Das Personal des Flughafen Frankfurt am Main ging zum Streik, etwa 40 stornierte Flüge

Das Flughafenpersonal in Frankfurt ist auf Streik gegangen, wodurch rund 40 Flüge am Vorabend der Weihnachtsferien storniert wurden. Die Forderungen der Union reduzieren die zweieinhalbstündige Arbeitswoche auf 37-und-a- halbe Stunden, mit voller Vergütung und stetigem Wachstum von [...]

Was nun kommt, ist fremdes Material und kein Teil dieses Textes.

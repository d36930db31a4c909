//! Users table page.
//!
//! `controller` holds the view-model and the delegation to the page's
//! collaborators; `rows` projects the loaded users into the rows the table
//! shows (filter, order, page).

mod controller;
mod rows;

pub use controller::{
    CARD_TITLE, DEFAULT_SORT_FIELD, LoadError, PAGE_NAME, ROWS_PER_PAGE_OPTIONS, SORT_FIELDS,
    UsersTableController,
};
pub use rows::UserRow;
use authadmin_business::UsersTableController;
use egui::{Align, Frame, Layout, RichText, Ui};

use super::{UsersAction, state_text};

/// The current page as a list of cards.
pub fn users_list(controller: &UsersTableController, ui: &mut Ui) -> Option<UsersAction> {
    let mut action = None;

    for row in controller.rows() {
        Frame::group(ui.style()).show(ui, |ui| {
            ui.set_width(ui.available_width());

            ui.horizontal(|ui| {
                if ui.link(RichText::new(row.display_name).strong()).clicked() {
                    action = Some(UsersAction::OpenUser(row.user.clone()));
                }
                if row.display_name != row.user.system_name {
                    ui.label(RichText::new(&row.user.system_name).weak());
                }
                ui.with_layout(Layout::right_to_left(Align::Center), |ui| {
                    ui.label(state_text(row.enabled));
                });
            });

            if !row.email.is_empty() {
                ui.label(row.email);
            }
            if !row.group_titles.is_empty() {
                ui.label(format!("Groups: {}", row.group_titles.join(", ")));
            }
        });
    }

    action
}
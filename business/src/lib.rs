//! Business layer of the user administration console.
//!
//! Holds the users table view-model, the collaborator contracts it is wired
//! to, and their default implementations (in-memory pagination and sort
//! state, the add-button registry, route navigation and the HTTP user
//! service).

mod add_button;
mod config;
pub mod http;
mod pagination;
mod principal;
mod route;
mod services;
mod table_options;
mod user_service;
mod users_table;

#[cfg(all(test, not(target_arch = "wasm32")))]
mod test_utils;

pub use add_button::AddButtonRegistry;
pub use config::{BusinessConfig, ConfigError};
pub use pagination::{InMemoryPaginationDataService, PaginationSnapshot};
pub use principal::{GroupPrincipal, UserPrincipal};
pub use route::{Route, RouteNavigator};
pub use services::{
    AddButtonAction, AddButtonService, DEFAULT_ROWS_PER_PAGE, PaginationData,
    PaginationDataService, SortDirection, SortOption, TableOptionsService, UserNavigator,
    UserService, UsersTableServices, ViewType, parse_sort_string,
};
pub use table_options::DefaultTableOptionsService;
pub use user_service::{GROUPS_PATH, HttpUserService, USERS_PATH, UserServiceError};
pub use users_table::{
    CARD_TITLE, DEFAULT_SORT_FIELD, LoadError, PAGE_NAME, ROWS_PER_PAGE_OPTIONS, SORT_FIELDS,
    UserRow, UsersTableController,
};
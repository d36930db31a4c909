#![warn(clippy::all, rust_2018_idioms)]

pub mod app;
pub mod pages;
pub mod state;
pub mod utils;
pub mod widgets;

pub use app::AdminApp;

Die Forderungen der Union reduzieren die zweieinhalbstündige Arbeitswoche auf 37-und-a- halbe Stunden, mit voller Lohnkompensation und stetigen Lohnerhöhungen von mindestens 90 Euro ab dem nächsten Jahr. Die Nachfrage nach einem 1500-Euro-Bonus für das Coronavirus wurde entfernt, berichtet die DPA.
Die meisten Mitarbeiter der Firma W ISAG waren zu Hause, wie sie gewarnt hatten, sagte der Leiter der Mathias Venema-Schlachter aus der Verdi Union.
Der Streik, der Anfang Mittwoch begann, wird bis zum Ende der Operation dauern. Hintergrund ist ein ungelöster Streit um kollektive Verhandlungen über die Arbeitsbedingungen von 600 Mitarbeitern.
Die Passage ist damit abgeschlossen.